Records provided START

//! Gradient-boosted crop classifier
//!
//! A natively implemented multiclass gradient boosting machine: one
//! regression tree per class per round, fit to softmax pseudo-residuals.
//! Training is reproducible for a fixed seed; class probabilities come from
//! the softmax over accumulated scores.

use crate::data::loader::DataError;
use crate::models::tree::{RegressionTree, TreeParams};
use crate::processing::processor::ProcessError;
use rand::seq::SliceRandom;
use rand::SeedableRng;
use rand_chacha::ChaCha8Rng;
use rayon::prelude::*;
use serde::{Deserialize, Serialize};
use thiserror::Error;
use tracing::info;

/// Errors that can occur with the model
#[derive(Error, Debug)]
pub enum ModelError {
    #[error("Invalid data: {0}")]
    InvalidData(String),

    #[error("Model not trained or loaded")]
    NotTrained,

    #[error("Artifact persistence failed: {0}")]
    Persistence(String),

    #[error("Data processing failed: {0}")]
    Process(#[from] ProcessError),

    #[error("Data loading failed: {0}")]
    Data(#[from] DataError),
}

/// GBM hyperparameters
#[derive(Debug, Clone, Serialize, Deserialize)]
pub struct GbmParams {
    /// Number of boosting rounds
    pub n_estimators: usize,
    /// Learning rate (shrinkage)
    pub learning_rate: f64,
    /// Maximum depth of each tree
    pub max_depth: usize,
    /// Minimum samples required to split a node
    pub min_samples_split: usize,
    /// Minimum samples required in a leaf node
    pub min_samples_leaf: usize,
    /// Row subsample ratio per round
    pub subsample: f64,
    /// Seed for subsampling
    pub seed: u64,
}

impl Default for GbmParams {
    fn default() -> Self {
        Self {
            n_estimators: 100,
            learning_rate: 0.1,
            max_depth: 6,
            min_samples_split: 2,
            min_samples_leaf: 1,
            subsample: 1.0,
            seed: 42,
        }
    }
}

/// Multiclass gradient boosting classifier
#[derive(Debug, Clone, Serialize, Deserialize)]
pub struct GbmClassifier {
    params: GbmParams,
    n_classes: usize,
    n_features: usize,
    /// Log class priors, the starting score of every sample
    init_scores: Vec<f64>,
    /// One tree per class for every boosting round
    rounds: Vec<Vec<RegressionTree>>,
}

impl GbmClassifier {
    /// Create a new classifier with default parameters
    pub fn new() -> Self {
        Self::with_params(GbmParams::default())
    }

    /// Create a new classifier with custom parameters
    pub fn with_params(params: GbmParams) -> Self {
        Self {
            params,
            n_classes: 0,
            n_features: 0,
            init_scores: Vec::new(),
            rounds: Vec::new(),
        }
    }

    /// Train the ensemble on scaled features and encoded labels.
    ///
    /// Replaces any previously trained state. Class trees within one round
    /// are independent and fit in parallel.
    pub fn fit(&mut self, x: &[Vec<f64>], y: &[usize], n_classes: usize) -> Result<(), ModelError> {
        if x.is_empty() {
            return Err(ModelError::InvalidData("Empty dataset".to_string()));
        }
        if x.len() != y.len() {
            return Err(ModelError::InvalidData(format!(
                "{} feature rows but {} labels",
                x.len(),
                y.len()
            )));
        }
        if n_classes < 2 {
            return Err(ModelError::InvalidData(
                "At least two classes are required".to_string(),
            ));
        }
        if let Some(&bad) = y.iter().find(|&&c| c >= n_classes) {
            return Err(ModelError::InvalidData(format!(
                "Class index {bad} out of range for {n_classes} classes"
            )));
        }

        let n = x.len();
        let n_features = x[0].len();

        info!(
            "Training GBM classifier with {} samples, {} features, {} classes",
            n, n_features, n_classes
        );

        let mut counts = vec![0usize; n_classes];
        for &c in y {
            counts[c] += 1;
        }
        let init_scores: Vec<f64> = counts
            .iter()
            .map(|&c| ((c as f64 / n as f64).max(1e-12)).ln())
            .collect();

        let mut scores: Vec<Vec<f64>> = vec![init_scores.clone(); n];
        let mut rng = ChaCha8Rng::seed_from_u64(self.params.seed);

        let tree_params = TreeParams {
            max_depth: self.params.max_depth,
            min_samples_split: self.params.min_samples_split,
            min_samples_leaf: self.params.min_samples_leaf,
        };

        let mut rounds = Vec::with_capacity(self.params.n_estimators);

        for _ in 0..self.params.n_estimators {
            let probs: Vec<Vec<f64>> = scores.iter().map(|s| softmax(s)).collect();

            let indices: Vec<usize> = if self.params.subsample < 1.0 {
                let keep = ((n as f64) * self.params.subsample).ceil() as usize;
                let mut idx: Vec<usize> = (0..n).collect();
                idx.shuffle(&mut rng);
                idx.truncate(keep.clamp(1, n));
                idx
            } else {
                (0..n).collect()
            };

            // pseudo-residuals: one-hot label minus predicted probability
            let residuals: Vec<Vec<f64>> = (0..n_classes)
                .map(|k| {
                    (0..n)
                        .map(|i| {
                            let target = if y[i] == k { 1.0 } else { 0.0 };
                            target - probs[i][k]
                        })
                        .collect()
                })
                .collect();

            let trees: Vec<RegressionTree> = residuals
                .par_iter()
                .map(|residual| {
                    let mut tree = RegressionTree::new(tree_params.clone());
                    tree.fit(x, residual, &indices);
                    tree
                })
                .collect();

            for (i, row) in x.iter().enumerate() {
                for (k, tree) in trees.iter().enumerate() {
                    scores[i][k] += self.params.learning_rate * tree.predict_one(row);
                }
            }

            rounds.push(trees);
        }

        self.n_classes = n_classes;
        self.n_features = n_features;
        self.init_scores = init_scores;
        self.rounds = rounds;

        info!("GBM training completed with {} rounds", self.rounds.len());

        Ok(())
    }

    /// Class probability distribution for one feature row.
    pub fn predict_proba_one(&self, row: &[f64]) -> Result<Vec<f64>, ModelError> {
        if self.rounds.is_empty() {
            return Err(ModelError::NotTrained);
        }
        if row.len() != self.n_features {
            return Err(ModelError::InvalidData(format!(
                "Expected {} feature values, found {}",
                self.n_features,
                row.len()
            )));
        }

        let mut scores = self.init_scores.clone();
        for trees in &self.rounds {
            for (k, tree) in trees.iter().enumerate() {
                scores[k] += self.params.learning_rate * tree.predict_one(row);
            }
        }

        Ok(softmax(&scores))
    }

    /// Class probability distributions for a batch of rows.
    pub fn predict_proba(&self, x: &[Vec<f64>]) -> Result<Vec<Vec<f64>>, ModelError> {
        x.iter().map(|row| self.predict_proba_one(row)).collect()
    }

    /// Most likely class for one row.
    pub fn predict_one(&self, row: &[f64]) -> Result<usize, ModelError> {
        let probs = self.predict_proba_one(row)?;
        Ok(argmax(&probs))
    }

    /// Most likely class per row.
    pub fn predict(&self, x: &[Vec<f64>]) -> Result<Vec<usize>, ModelError> {
        x.iter().map(|row| self.predict_one(row)).collect()
    }

    /// Split-gain feature importances over every tree in the ensemble,
    /// normalized to sum to one, in the training column order.
    pub fn feature_importances(&self) -> Result<Vec<f64>, ModelError> {
        if self.rounds.is_empty() {
            return Err(ModelError::NotTrained);
        }

        let mut totals = vec![0.0; self.n_features];
        for trees in &self.rounds {
            for tree in trees {
                for (j, gain) in tree.importances().iter().enumerate() {
                    totals[j] += gain;
                }
            }
        }

        let sum: f64 = totals.iter().sum();
        if sum > 0.0 {
            for total in &mut totals {
                *total /= sum;
            }
        }

        Ok(totals)
    }

    pub fn is_trained(&self) -> bool {
        !self.rounds.is_empty()
    }

    pub fn n_classes(&self) -> usize {
        self.n_classes
    }

    pub fn n_features(&self) -> usize {
        self.n_features
    }

    pub fn params(&self) -> &GbmParams {
        &self.params
    }
}

impl Default for GbmClassifier {
    fn default() -> Self {
        Self::new()
    }
}

fn softmax(scores: &[f64]) -> Vec<f64> {
    let max = scores.iter().cloned().fold(f64::NEG_INFINITY, f64::max);
    let exps: Vec<f64> = scores.iter().map(|s| (s - max).exp()).collect();
    let sum: f64 = exps.iter().sum();
    exps.iter().map(|e| e / sum).collect()
}

fn argmax(values: &[f64]) -> usize {
    let mut best = 0;
    for (i, v) in values.iter().enumerate() {
        if *v > values[best] {
            best = i;
        }
    }
    best
}

#[cfg(test)]
mod tests {
    use super::*;

    /// Three well-separated clusters in two dimensions.
    fn cluster_data() -> (Vec<Vec<f64>>, Vec<usize>) {
        let centers = [(0.0, 0.0), (10.0, 0.0), (0.0, 10.0)];
        let mut x = Vec::new();
        let mut y = Vec::new();

        for (class, &(cx, cy)) in centers.iter().enumerate() {
            for i in 0..30 {
                let dx = (i % 5) as f64 * 0.2;
                let dy = (i / 5) as f64 * 0.2;
                x.push(vec![cx + dx, cy + dy]);
                y.push(class);
            }
        }

        (x, y)
    }

    fn small_params() -> GbmParams {
        GbmParams {
            n_estimators: 20,
            max_depth: 3,
            ..GbmParams::default()
        }
    }

    #[test]
    fn test_fit_separates_clusters() {
        let (x, y) = cluster_data();
        let mut model = GbmClassifier::with_params(small_params());
        model.fit(&x, &y, 3).unwrap();

        let predictions = model.predict(&x).unwrap();
        let correct = predictions
            .iter()
            .zip(y.iter())
            .filter(|(p, t)| p == t)
            .count();
        assert!(correct as f64 / y.len() as f64 > 0.95);
    }

    #[test]
    fn test_probabilities_sum_to_one() {
        let (x, y) = cluster_data();
        let mut model = GbmClassifier::with_params(small_params());
        model.fit(&x, &y, 3).unwrap();

        for row in x.iter().take(10) {
            let probs = model.predict_proba_one(row).unwrap();
            assert_eq!(probs.len(), 3);
            let sum: f64 = probs.iter().sum();
            assert!((sum - 1.0).abs() < 1e-9);
            assert!(probs.iter().all(|p| *p >= 0.0 && *p <= 1.0));
        }
    }

    #[test]
    fn test_training_is_reproducible() {
        let (x, y) = cluster_data();
        let params = GbmParams {
            subsample: 0.8,
            ..small_params()
        };

        let mut a = GbmClassifier::with_params(params.clone());
        let mut b = GbmClassifier::with_params(params);
        a.fit(&x, &y, 3).unwrap();
        b.fit(&x, &y, 3).unwrap();

        for row in x.iter().take(5) {
            assert_eq!(
                a.predict_proba_one(row).unwrap(),
                b.predict_proba_one(row).unwrap()
            );
        }
    }

    #[test]
    fn test_untrained_model_fails() {
        let model = GbmClassifier::new();
        assert!(matches!(
            model.predict_proba_one(&[0.0, 0.0]),
            Err(ModelError::NotTrained)
        ));
        assert!(matches!(
            model.feature_importances(),
            Err(ModelError::NotTrained)
        ));
    }

    #[test]
    fn test_feature_width_mismatch_fails() {
        let (x, y) = cluster_data();
        let mut model = GbmClassifier::with_params(small_params());
        model.fit(&x, &y, 3).unwrap();

        assert!(matches!(
            model.predict_proba_one(&[1.0]),
            Err(ModelError::InvalidData(_))
        ));
    }

    #[test]
    fn test_importances_normalized() {
        let (x, y) = cluster_data();
        let mut model = GbmClassifier::with_params(small_params());
        model.fit(&x, &y, 3).unwrap();

        let importances = model.feature_importances().unwrap();
        assert_eq!(importances.len(), 2);
        let sum: f64 = importances.iter().sum();
        assert!((sum - 1.0).abs() < 1e-9);
    }

    #[test]
    fn test_invalid_labels_rejected() {
        let (x, _) = cluster_data();
        let bad_labels = vec![5usize; x.len()];

        let mut model = GbmClassifier::with_params(small_params());
        assert!(matches!(
            model.fit(&x, &bad_labels, 3),
            Err(ModelError::InvalidData(_))
        ));
    }

    #[test]
    fn test_refit_replaces_previous_model() {
        let (x, y) = cluster_data();
        let mut model = GbmClassifier::with_params(small_params());
        model.fit(&x, &y, 3).unwrap();

        // retrain with labels rotated; predictions must follow the new fit
        let rotated: Vec<usize> = y.iter().map(|&c| (c + 1) % 3).collect();
        model.fit(&x, &rotated, 3).unwrap();

        let predictions = model.predict(&x).unwrap();
        let correct = predictions
            .iter()
            .zip(rotated.iter())
            .filter(|(p, t)| p == t)
            .count();
        assert!(correct as f64 / rotated.len() as f64 > 0.95);
    }
}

Records provided END

* **Directions for this task**: Gather from the data above every line with the string "node".

* **Answer section**:
    /// Minimum samples required to split a node
    /// Minimum samples required in a leaf node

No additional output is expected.